-- Data for analysis follows --
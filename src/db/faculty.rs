use std::collections::HashMap;

use sqlx::{FromRow, SqlitePool};
use uuid::Uuid;

use crate::models::{Faculty, FacultyInfo, normalize_initial};

/// Creates the faculty row and one row per distinct normalized initial.
/// Blank initials are dropped before they reach the table.
pub async fn insert(
    db: &SqlitePool,
    name: &str,
    email: Option<&str>,
    img_url: Option<&str>,
    initials: &[String],
) -> Result<Faculty, sqlx::Error> {
    let id = Uuid::new_v4().to_string();

    let mut normalized: Vec<String> = initials
        .iter()
        .filter_map(|raw| normalize_initial(raw))
        .collect();
    normalized.sort();
    normalized.dedup();

    let mut tx = db.begin().await?;

    sqlx::query("INSERT INTO faculties (id, name, email, img_url) VALUES (?, ?, ?, ?)")
        .bind(&id)
        .bind(name)
        .bind(email)
        .bind(img_url)
        .execute(&mut *tx)
        .await?;

    for initial in &normalized {
        sqlx::query("INSERT INTO initials (faculty_id, initial) VALUES (?, ?)")
            .bind(&id)
            .bind(initial)
            .execute(&mut *tx)
            .await?;
    }

    tx.commit().await?;

    Ok(Faculty {
        id,
        name: name.to_string(),
        email: email.map(str::to_string),
        img_url: img_url.map(str::to_string),
    })
}

pub async fn find_by_id(db: &SqlitePool, id: &str) -> Result<Option<Faculty>, sqlx::Error> {
    sqlx::query_as::<_, Faculty>("SELECT id, name, email, img_url FROM faculties WHERE id = ?")
        .bind(id)
        .fetch_optional(db)
        .await
}

pub async fn initials_for(db: &SqlitePool, faculty_id: &str) -> Result<Vec<String>, sqlx::Error> {
    sqlx::query_scalar::<_, String>(
        "SELECT initial FROM initials WHERE faculty_id = ? ORDER BY initial",
    )
    .bind(faculty_id)
    .fetch_all(db)
    .await
}

#[derive(FromRow)]
struct InitialRow {
    initial: String,
    name: String,
    email: Option<String>,
    img_url: Option<String>,
}

/// The whole roster keyed by normalized initial. Rows whose stored initial
/// normalizes to nothing are skipped instead of producing a blank key.
pub async fn build_lookup_map(
    db: &SqlitePool,
) -> Result<HashMap<String, FacultyInfo>, sqlx::Error> {
    let rows = sqlx::query_as::<_, InitialRow>(
        "SELECT i.initial, f.name, f.email, f.img_url \
         FROM initials i JOIN faculties f ON f.id = i.faculty_id",
    )
    .fetch_all(db)
    .await?;

    let mut map = HashMap::new();
    for row in rows {
        if let Some(key) = normalize_initial(&row.initial) {
            map.insert(
                key,
                FacultyInfo {
                    name: row.name,
                    email: row.email,
                    img_url: row.img_url,
                },
            );
        }
    }

    Ok(map)
}
use serde::{Deserialize, Serialize};
use sqlx::FromRow;

#[derive(Debug, Clone, Serialize, Deserialize, FromRow)]
#[serde(rename_all = "camelCase")]
pub struct User {
    pub email: String,
    pub name: String,
    pub role: String,
    pub created_at: String,
}

/// Body returned when an admin removes an account.
#[derive(Debug, Serialize)]
pub struct DeletedUser {
    pub email: String,
}
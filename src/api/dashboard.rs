use axum::Json;
use axum::extract::State;

use crate::auth::SessionUser;
use crate::db;
use crate::error::AppError;
use crate::models::{RecentActivity, UserStatCount};
use crate::state::AppState;

const RECENT_LIMIT: i64 = 5;

pub async fn user_stat_count(
    State(state): State<AppState>,
    session: SessionUser,
) -> Result<Json<UserStatCount>, AppError> {
    let counts = db::activity::user_stat_count(&state.db, &session.email).await?;
    Ok(Json(counts))
}

pub async fn recent_activity(
    State(state): State<AppState>,
    session: SessionUser,
) -> Result<Json<RecentActivity>, AppError> {
    let reviews =
        db::activity::fetch_recent_reviews(&state.db, &session.email, RECENT_LIMIT).await?;
    let materials =
        db::activity::fetch_recent_materials(&state.db, &session.email, RECENT_LIMIT).await?;

    Ok(Json(RecentActivity { reviews, materials }))
}
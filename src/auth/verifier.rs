use async_trait::async_trait;
use reqwest::Client;
use serde::Deserialize;
use tracing::warn;

use crate::error::AppError;

const TOKENINFO_URL: &str = "https://oauth2.googleapis.com/tokeninfo";

/// Identity extracted from a successfully verified OAuth ID token. The
/// institutional-domain gate is applied by the login handler, not here.
#[derive(Debug, Clone)]
pub struct VerifiedIdentity {
    pub email: String,
    pub name: String,
}

/// Boundary to the OAuth provider. Every failure mode collapses into the
/// same generic `Unauthorized` so callers cannot probe which accounts exist.
#[async_trait]
pub trait IdentityVerifier: Send + Sync {
    async fn verify(&self, id_token: &str) -> Result<VerifiedIdentity, AppError>;
}

pub struct GoogleIdentityVerifier {
    client: Client,
}

impl GoogleIdentityVerifier {
    pub fn new() -> Result<Self, AppError> {
        let client = Client::builder()
            .build()
            .map_err(|_| AppError::InternalServerError)?;
        Ok(Self { client })
    }
}

#[derive(Debug, Deserialize)]
struct TokenInfo {
    email: Option<String>,
    email_verified: Option<String>,
    name: Option<String>,
}

#[async_trait]
impl IdentityVerifier for GoogleIdentityVerifier {
    async fn verify(&self, id_token: &str) -> Result<VerifiedIdentity, AppError> {
        let response = self
            .client
            .get(TOKENINFO_URL)
            .query(&[("id_token", id_token)])
            .send()
            .await
            .map_err(|e| {
                warn!("tokeninfo request failed: {}", e);
                AppError::Unauthorized
            })?;

        if !response.status().is_success() {
            return Err(AppError::Unauthorized);
        }

        let info: TokenInfo = response.json().await.map_err(|_| AppError::Unauthorized)?;

        if info.email_verified.as_deref() != Some("true") {
            return Err(AppError::Unauthorized);
        }

        let email = info.email.ok_or(AppError::Unauthorized)?;

        Ok(VerifiedIdentity {
            email,
            name: info.name.unwrap_or_default(),
        })
    }
}
use chrono::Utc;
use sqlx::SqlitePool;

use crate::models::User;

pub async fn find_by_email(db: &SqlitePool, email: &str) -> Result<Option<User>, sqlx::Error> {
    sqlx::query_as::<_, User>("SELECT email, name, role, created_at FROM users WHERE email = ?")
        .bind(email)
        .fetch_optional(db)
        .await
}

/// First-sign-in provisioning. An existing row wins: its name and role are
/// never overwritten by a later sign-in.
pub async fn provision(db: &SqlitePool, email: &str, name: &str) -> Result<User, sqlx::Error> {
    let now = Utc::now().to_rfc3339();

    sqlx::query(
        "INSERT INTO users (email, name, role, created_at) VALUES (?, ?, 'student', ?) \
         ON CONFLICT(email) DO NOTHING",
    )
    .bind(email)
    .bind(name)
    .bind(&now)
    .execute(db)
    .await?;

    find_by_email(db, email)
        .await?
        .ok_or(sqlx::Error::RowNotFound)
}

pub async fn fetch_all(db: &SqlitePool) -> Result<Vec<User>, sqlx::Error> {
    sqlx::query_as::<_, User>(
        "SELECT email, name, role, created_at FROM users ORDER BY created_at DESC",
    )
    .fetch_all(db)
    .await
}

pub async fn delete_by_email(db: &SqlitePool, email: &str) -> Result<bool, sqlx::Error> {
    let result = sqlx::query("DELETE FROM users WHERE email = ?")
        .bind(email)
        .execute(db)
        .await?;

    Ok(result.rows_affected() > 0)
}

#[cfg(test)]
mod tests {
    use super::*;
    use sqlx::sqlite::SqlitePoolOptions;

    async fn setup_test_db() -> SqlitePool {
        let pool = SqlitePoolOptions::new()
            .max_connections(1)
            .connect("sqlite::memory:")
            .await
            .expect("Failed to create test db");

        sqlx::migrate!("./migrations")
            .run(&pool)
            .await
            .expect("Failed to run migrations");

        pool
    }

    #[tokio::test]
    async fn provision_creates_student_once() {
        let pool = setup_test_db().await;

        let user = provision(&pool, "a@g.bracu.ac.bd", "Ayesha Rahman")
            .await
            .expect("Failed to provision user");
        assert_eq!(user.role, "student");
        assert_eq!(user.name, "Ayesha Rahman");

        let again = provision(&pool, "a@g.bracu.ac.bd", "Someone Else")
            .await
            .expect("Failed to re-provision user");
        assert_eq!(again.name, "Ayesha Rahman");

        let all = fetch_all(&pool).await.expect("Failed to fetch users");
        assert_eq!(all.len(), 1);
    }

    #[tokio::test]
    async fn provision_keeps_an_existing_role() {
        let pool = setup_test_db().await;

        provision(&pool, "admin@g.bracu.ac.bd", "Portal Admin")
            .await
            .expect("Failed to provision user");
        sqlx::query("UPDATE users SET role = 'admin' WHERE email = ?")
            .bind("admin@g.bracu.ac.bd")
            .execute(&pool)
            .await
            .expect("Failed to update role");

        let user = provision(&pool, "admin@g.bracu.ac.bd", "Portal Admin")
            .await
            .expect("Failed to re-provision user");
        assert_eq!(user.role, "admin");
    }

    #[tokio::test]
    async fn delete_reports_whether_a_row_went_away() {
        let pool = setup_test_db().await;

        provision(&pool, "a@g.bracu.ac.bd", "Ayesha Rahman")
            .await
            .expect("Failed to provision user");

        assert!(delete_by_email(&pool, "a@g.bracu.ac.bd").await.expect("delete failed"));
        assert!(!delete_by_email(&pool, "a@g.bracu.ac.bd").await.expect("delete failed"));
    }
}
use std::sync::Arc;

use sqlx::SqlitePool;

use crate::auth::verifier::IdentityVerifier;
use crate::config::AppConfig;
use crate::github::ContributorsClient;

#[derive(Clone)]
pub struct AppState {
    pub db: SqlitePool,
    pub config: Arc<AppConfig>,
    pub verifier: Arc<dyn IdentityVerifier>,
    pub contributors: Arc<dyn ContributorsClient>,
}
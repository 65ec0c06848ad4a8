use serde::{Deserialize, Serialize};
use sqlx::FromRow;

/// Placeholder substituted for the owner email on publicly shared rows.
pub const ANONYMOUS_OWNER: &str = "Anonymous";

#[derive(Debug, Clone, Serialize, Deserialize, FromRow)]
#[serde(rename_all = "camelCase")]
pub struct SavedRoutine {
    pub id: String,
    pub email: String,
    pub routine_name: String,
    pub routine_str: String,
    pub semester: String,
    pub created_at: String,
}

#[derive(Debug, Clone, Deserialize)]
#[serde(rename_all = "camelCase")]
pub struct NewRoutineRequest {
    pub routine_str: String,
    pub email: String,
    pub routine_name: Option<String>,
}

#[derive(Debug, Clone, Serialize, Deserialize, FromRow)]
#[serde(rename_all = "camelCase")]
pub struct MergedRoutine {
    pub id: String,
    pub email: String,
    pub routine_data: String,
    pub semester: String,
    pub created_at: String,
}

#[derive(Debug, Clone, Deserialize)]
#[serde(rename_all = "camelCase")]
pub struct NewMergedRoutineRequest {
    pub routine_data: String,
}

/// Share view of a routine: the owner email is already redacted and only the
/// first token of the owner's display name is attached for attribution.
#[derive(Debug, Serialize)]
#[serde(rename_all = "camelCase")]
pub struct SharedRoutine {
    #[serde(flatten)]
    pub routine: SavedRoutine,
    pub owner_name: Option<String>,
}

#[derive(Debug, Serialize)]
#[serde(rename_all = "camelCase")]
pub struct SharedMergedRoutine {
    #[serde(flatten)]
    pub routine: MergedRoutine,
    pub owner_name: Option<String>,
}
-- Data for analysis concluded --
Return the number of lines in the material holding the string "again", and no other text.

Solution for this exercise: 2